Because of the British base of law, Christian organisations have been traditionally favoured but increasing efforts to equalise opportunities for other religions and diverse beliefs have resulted in losses of previous exclusive privileges. Additionally, allowing others to have an equal voice in contrast to traditional bases of power, means that those claiming to speak for Christianity are increasingly finding vocal disagreement by others that previously didn’t have a voice or platform. Additionally, where secular government funding is involved, greater demands for accountability and transparency means any body that wishes to receive public funding needs to be more aligned with public expectations for their practices and who they serve. When Christian figures are questioned about what practices core to their faith are being lost (that are not related to exclusionary practices or imposing their beliefs on those outside their membership), very few specifics are given. To the privileged, equality feels like oppression.

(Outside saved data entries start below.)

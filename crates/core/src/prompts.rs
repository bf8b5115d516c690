//! Fixed texts the core sends on its own behalf.

/// System instruction of the compression call.
pub const COMPRESSION_SYSTEM_PROMPT: &str = r#"
You are the component that summarizes internal chat history into a given structure.

When the conversation history grows too large, you will be invoked to distill the entire history into a concise, structured XML snapshot. This snapshot is CRITICAL, as it will become the agent's *only* memory of the past. The agent will resume its work based solely on this snapshot. All crucial details, plans, errors, and user directives MUST be preserved.

First, you will think through the entire history in a private <scratchpad>. Review the user's overall goal, the agent's actions, tool outputs, file modifications, and any unresolved questions. Identify every piece of information that is essential for future actions.

After your reasoning is complete, generate the final <state_snapshot> XML object. Be incredibly dense with information. Omit any irrelevant conversational filler.

The structure MUST be as follows:

<state_snapshot>
    <overall_goal>
        <!-- A single, concise sentence describing the user's high-level objective. -->
    </overall_goal>

    <key_knowledge>
        <!-- Crucial facts, conventions, and constraints the agent must remember. Use bullet points. -->
    </key_knowledge>

    <file_system_state>
        <!-- List files that have been created, read, modified, or deleted. Note their status and critical learnings. -->
    </file_system_state>

    <recent_actions>
        <!-- A summary of the last few significant agent actions and their outcomes. Focus on facts. -->
    </recent_actions>

    <current_plan>
        <!-- The agent's step-by-step plan. Mark completed steps. -->
    </current_plan>
</state_snapshot>
"#;

/// The user message that asks for the snapshot.
pub const COMPRESSION_REQUEST: &str =
    "First, reason in your scratchpad. Then, generate the <state_snapshot>.";

/// Precedes the snapshot in a compressed transcript.
pub const SNAPSHOT_PREAMBLE: &str = "This conversation was compressed to save context. \
The next message is the state snapshot of everything that happened so far.";

/// Asks the model who should speak next.
pub const NEXT_SPEAKER_PROMPT: &str = r#"Analyze *only* the content and structure of your immediately preceding response (your last turn in the conversation history). Based *strictly* on that response, determine who should logically speak next: the 'user' or the 'model' (you).

**Decision Rules (apply in order):**
1. **Model Continues:** If your last response explicitly states an immediate next action *you* intend to take (e.g., "Next, I will...", "Now I'll process...", "Moving on to analyze..."), OR if the response seems clearly incomplete (cut off mid-thought without a natural conclusion), then the **'model'** should speak next.
2. **Question to User:** If your last response ends with a direct question specifically addressed *to the user*, then the **'user'** should speak next.
3. **Waiting for User:** If your last response completed a thought, statement, or task *and* does not meet the criteria for Rule 1 (Model Continues) or Rule 2 (Question to User), it implies a pause expecting user input or reaction. In this case, the **'user'** should speak next.

Respond *only* in JSON format according to the schema."#;

/// Sent on behalf of the user when the model should keep going.
pub const CONTINUE_PROMPT: &str = "Please continue.";

/// The model side of the environment preamble.
pub const ENVIRONMENT_ACK: &str = "Got it. Thanks for the context!";
#[tokio::test]
async fn test_stream_error_after_content() {
    let model_provider = TestModelProvider::default();
    model_provider.add_response(
        PresetResponse::with_text("The answer").interrupted_by(ErrorKind::Transport),
    );

    let mut agent = AgentBuilder::with_model_provider(model_provider.clone()).build();
    let mut events = vec![];
    let outcome = agent
        .send_message("What is 2+2?", &CancellationToken::new(), |event| {
            events.push(event)
        })
        .await;

    let TurnOutcome::Failed(err) = outcome else {
        panic!("unexpected outcome: {outcome:?}");
    };
    assert_eq!(err.kind(), Some(ErrorKind::Transport));
    assert_eq!(events.len(), 2);
    assert_eq!(events[0], AgentEvent::Content("The answer".to_owned()));
    assert!(matches!(&events[1], AgentEvent::Error(_)));
    assert_eq!(model_provider.requests().len(), 1);
    // The partial response is not recorded.
    assert_eq!(agent.transcript().messages(), &[Message::user_text("What is 2+2?")]);
}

In a pluralist secular society, all religions are not required to be pro-something that is against their core beliefs. But if a religion continues to promote certain beliefs and practices (whether core or not) that violate others’ legal rights or standing and they receive public funding/accommodations, that religion might not want to go out of their way to actively promote those practices nor expect public approval if they do. And particularly when it comes to sexual diversity, there is no universal agreement across Christianity that it is a core aspect of their faith, that is, central to the gospel of Jesus, nor has historical emphasis (unlike Christianity’s greater continuous targets against the sins of idolatry, pride, greed, inhospitality or lacking compassion for the powerless, shunned and despised).
Historically, all modern-day religions have evolved since their initial founding. The Apostle Paul would be very shocked and find the experience and life of any contemporary Australian church unfamiliar.
The God of the Bible, in fact, seems to continually push all God’s people from the first couple to the various New Testament churches, into new cultural contexts and is pleased with the evolution of expressions and practices and trajectories of inclusiveness for more and more people and practices previously shunned and condemned. In fact, until relatively more recently the Christian Church and theology were widely credited for the many victories of increasing freedoms and rights for all, especially those outside its membership. These days, society tends to view the Church as prioritising its membership and its privileges over the rights of others.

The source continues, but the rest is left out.